2013年1月22日火曜日

「In Concert 1975」リック・ウェイクマン



5歳からピアノを習いはじめたリック・ウェイクマンは、高校卒業後は王立音楽アカデミーに通う(中退)かたわら、セッション・ミュージシャンとして活動を開始します。数々のセッションをこなし1970年代にはStrawbsに加入、その後1971年にトニー・ケイ(Tony Kaye)に替わってYesのキーボード奏者となります。

Yes加入後は、ピアノやオルガンに於ける華やかな鍵盤さばきと、ソロ楽器としての魅力を引き出したシンセサイザーのプレイ、そしてクラシックの素養を活かした深みのあるメロトロンの使用などにより、Yesサウンドの完成とバンドとしての大躍進に大きく貢献することとなります。
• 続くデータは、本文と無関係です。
//! Release planning.
//!
//! Turns a total quantity and a number of release days into a minute-level
//! [`ReleasePlan`]. Days share the total evenly, hours follow a weighted
//! traffic shape, and minutes inside an hour are uniform.

use crate::config::PlannerConfig;
use crate::error::{PoolError, PoolResult};
use crate::plan::{ReleaseEvent, ReleasePlan};
use chrono::{DateTime, FixedOffset, Offset, Timelike, Utc};
use rand::Rng;

pub const SECS_PER_DAY: i64 = 86_400;
const SECS_PER_HOUR: i64 = 3_600;
const SECS_PER_MINUTE: i64 = 60;

/// Above this a day's quantity is split proportionally before drawing the rest.
const PROPORTIONAL_THRESHOLD: u64 = 100;

/// Hourly traffic shape in percent: quiet nights, a midday plateau, an evening peak.
pub const DEFAULT_HOUR_WEIGHTS: [u32; 24] = [
    1, 1, 1, 1, 1, 1, 2, 3, 4, 5, 6, 6, //
    6, 5, 5, 5, 5, 5, 6, 7, 8, 7, 5, 4,
];

/// Hour-of-day weights, summing to 100.
#[derive(Debug, Clone, PartialEq, Eq)]
pub struct HourWeights {
    weights: [u32; 24],
    /// 100 slots, each naming an hour; hour `h` owns `weights[h]` slots.
    slots: Vec<u8>,
}

impl HourWeights {
    pub fn new(weights: &[u32]) -> PoolResult<Self> {
        let weights: [u32; 24] = weights.try_into().map_err(|_| {
            PoolError::InvalidArgument(format!(
                "expected 24 hourly weights, got {}",
                weights.len()
            ))
        })?;
        let sum: u32 = weights.iter().sum();
        if sum != 100 {
            return Err(PoolError::InvalidArgument(format!(
                "hourly weights must sum to 100, got {}",
                sum
            )));
        }
        Ok(Self::from_array(weights))
    }

    fn from_array(weights: [u32; 24]) -> Self {
        let slots = weights
            .iter()
            .enumerate()
            .flat_map(|(hour, &w)| std::iter::repeat(hour as u8).take(w as usize))
            .collect();
        Self { weights, slots }
    }

    pub fn weight(&self, hour: usize) -> u32 {
        self.weights[hour]
    }

    /// Draw one hour according to the weights.
    pub fn draw<R: Rng + ?Sized>(&self, rng: &mut R) -> usize {
        self.slots[rng.random_range(0..self.slots.len())] as usize
    }
}

impl Default for HourWeights {
    fn default() -> Self {
        Self::from_array(DEFAULT_HOUR_WEIGHTS)
    }
}

/// Split `total` across `days` buckets: an equal share each, leftovers to random days.
pub fn spread_days<R: Rng + ?Sized>(total: u64, days: u32, rng: &mut R) -> Vec<u64> {
    let days = days as usize;
    if days == 0 {
        return Vec::new();
    }
    let per_day = total / days as u64;
    let mut buckets = vec![per_day; days];
    for _ in 0..(total - per_day * days as u64) {
        buckets[rng.random_range(0..days)] += 1;
    }
    buckets
}

/// Split one day's quantity across 24 hours following `weights`.
///
/// Large quantities get their proportional share per hour first; whatever the
/// rounding leaves (or all of a small quantity) is drawn unit by unit.
pub fn spread_hours<R: Rng + ?Sized>(n: u64, weights: &HourWeights, rng: &mut R) -> [u64; 24] {
    let mut hours = [0u64; 24];
    let mut left = n;

    if n > PROPORTIONAL_THRESHOLD {
        for (hour, slot) in hours.iter_mut().enumerate() {
            let share = (n as u128 * weights.weight(hour) as u128 / 100) as u64;
            *slot = share;
            left -= share;
        }
    }

    for _ in 0..left {
        hours[weights.draw(rng)] += 1;
    }
    hours
}

/// Split one hour's quantity uniformly across 60 minutes.
pub fn spread_minutes<R: Rng + ?Sized>(h: u64, rng: &mut R) -> [u64; 60] {
    let per_minute = h / 60;
    let mut minutes = [per_minute; 60];
    for _ in 0..(h - per_minute * 60) {
        minutes[rng.random_range(0..60)] += 1;
    }
    minutes
}

/// Builds release plans for rewards.
#[derive(Debug, Clone)]
pub struct Planner {
    weights: HourWeights,
    utc_offset: FixedOffset,
}

impl Planner {
    pub fn new(weights: HourWeights, utc_offset_secs: i32) -> PoolResult<Self> {
        let utc_offset = FixedOffset::east_opt(utc_offset_secs).ok_or_else(|| {
            PoolError::InvalidArgument(format!("utc offset {} out of range", utc_offset_secs))
        })?;
        Ok(Self {
            weights,
            utc_offset,
        })
    }

    pub fn from_config(config: &PlannerConfig) -> PoolResult<Self> {
        Self::new(HourWeights::new(&config.hour_weights)?, config.utc_offset_secs)
    }

    /// Wall-clock hour of `now` in the planner's offset.
    pub fn hour_of_day(&self, now: i64) -> usize {
        DateTime::from_timestamp(now, 0)
            .map(|t| t.with_timezone(&self.utc_offset).hour() as usize)
            .unwrap_or(0)
    }

    /// Build a release plan for `total` units over `period_days` days starting at `now`.
    ///
    /// A zero period releases everything at `now`. Hour buckets are read
    /// rotated by the current hour, so the first hour slot of each day is the
    /// hour `now` falls in and no event lands before `now`.
    pub fn build<R: Rng + ?Sized>(
        &self,
        total: u64,
        period_days: u32,
        now: i64,
        rng: &mut R,
    ) -> ReleasePlan {
        if total == 0 {
            return ReleasePlan::new();
        }
        if period_days == 0 {
            return ReleasePlan::from_events(vec![ReleaseEvent {
                due_at: now,
                quantity: total,
            }]);
        }

        let current_hour = self.hour_of_day(now);
        let mut events = Vec::new();

        for (day, &day_total) in spread_days(total, period_days, rng).iter().enumerate() {
            if day_total == 0 {
                continue;
            }
            let hours = spread_hours(day_total, &self.weights, rng);
            let day_start = now + day as i64 * SECS_PER_DAY;

            for offset in 0..24usize {
                let hour_total = hours[(offset + current_hour) % 24];
                if hour_total == 0 {
                    continue;
                }
                let hour_start = day_start + offset as i64 * SECS_PER_HOUR;

                for (minute, &quantity) in spread_minutes(hour_total, rng).iter().enumerate() {
                    if quantity > 0 {
                        events.push(ReleaseEvent {
                            due_at: hour_start + minute as i64 * SECS_PER_MINUTE,
                            quantity,
                        });
                    }
                }
            }
        }

        ReleasePlan::from_events(events)
    }
}

impl Default for Planner {
    fn default() -> Self {
        Self {
            weights: HourWeights::default(),
            utc_offset: Utc.fix(),
        }
    }
}
use super::{Reward, RewardId, RewardPatch, RewardRepository};
use crate::cache::{Cache, CacheStats};
use crate::config::CacheConfig;
use crate::error::PoolResult;
use futures::future::BoxFuture;
use std::sync::Arc;
use std::time::Duration;
use tracing::debug;

const ACTIVE_KEY: &str = "active";

/// Caches the active-reward list in front of another [`RewardRepository`].
///
/// `list_active_rewards(true)` always goes to the inner repository and warms
/// the cache. Any `update_reward` invalidates the cached list, so a truncated
/// plan is never read back stale.
pub struct CachedRewards {
    inner: Arc<dyn RewardRepository>,
    active: Cache<&'static str, Vec<Reward>>,
}

impl CachedRewards {
    pub fn new(inner: Arc<dyn RewardRepository>, config: &CacheConfig) -> Self {
        Self {
            inner,
            active: Cache::new(
                config.max_entries,
                Duration::from_secs(config.active_ttl_secs),
            ),
        }
    }

    pub fn stats(&self) -> CacheStats {
        self.active.stats()
    }
}

impl RewardRepository for CachedRewards {
    fn get_reward(&self, id: RewardId) -> BoxFuture<'_, PoolResult<Option<Reward>>> {
        self.inner.get_reward(id)
    }

    fn list_active_rewards(&self, refresh: bool) -> BoxFuture<'_, PoolResult<Vec<Reward>>> {
        Box::pin(async move {
            if !refresh {
                if let Some(rewards) = self.active.get(&ACTIVE_KEY).await {
                    return Ok(rewards.as_ref().clone());
                }
            }

            let rewards = self.inner.list_active_rewards(true).await?;
            debug!(count = rewards.len(), refresh, "Active reward list loaded");
            self.active.insert(ACTIVE_KEY, rewards.clone()).await;
            Ok(rewards)
        })
    }

    fn update_reward(&self, id: RewardId, patch: RewardPatch) -> BoxFuture<'_, PoolResult<u64>> {
        Box::pin(async move {
            let result = self.inner.update_reward(id, patch).await;
            self.active.invalidate(&ACTIVE_KEY).await;
            result
        })
    }

    fn decrement_remaining(&self, id: RewardId, n: u64, now: i64) -> BoxFuture<'_, PoolResult<u64>> {
        self.inner.decrement_remaining(id, n, now)
    }
}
もちろん金色の長髪にケープという魔術師と見まごうような風貌でキーボードを自由に操っている姿も、強烈な存在感がありました。

この映像は、Yesでの活躍後に一旦脱退してソロ活動に専念していた1975年2月のオーストラリア公演の映像です。共演はThe Melbourne Philharmonic OrchestraとThe Melbourne Chamber Choir。

曲はセカンド・ソロ・アルバム「地底探検」(1974)から「The Battle」。


[Musicians]
Rick Wakeman(キーボード)
Ashley Holt(ボーカル)
Gary Pickford Hopkins(ボーカル)
Jeffrey Crampton(ギター)
Roger Newell(ベース)
Barney James(ドラムス)

John Hodgson(パーカッション)

Terry Taplin(ナレーション)

The Melbourne Philharmonic Orchestra.
The Melbourne Chamber Choir.

全体のセットリストは以下の通りです。


[Set List]
1. Catherine Parr.
2. Guinevere.
3. Journey to the Centre of the Earth:
(I) The Journey.
(II) The Recollection.
(III) The Battle.
(IV) The Forest.
4. Catherine Howard.
5. Merlin.
6. Anne Boleyn.
7. Reprise from the Forest.


直前の日本公演に触れて「日本の合唱団の英語の発音が酷かったから、英語を話す国に戻ってこれて嬉しいよ。」などというリップサービスも、まぁ今となってはご愛嬌。 オーケストラや合唱団とのコンビネーションも良く、彼の存在感も抜群。ムーグの太い音一つでオーケストラサウンドをなぎ倒すような迫力と勢いが感じられます。

アシュレイ・ホルトとゲイリー・ピックフォード・ホプキンスという二人のボーカリストを擁するバンドも良いですね。2人の硬軟異なった声質が楽曲の物語性を高めつつ、オーケストラに対抗したロックのパワーとスリルを生み出しています。


この大仰さと強引さ、そしてミュージシャンのカリスマ的な佇まいは、やはり1970年代ならではだったと思いますし、それをきっちりと収めたこの映像作品は、歴史的傑作と言えるでしょう。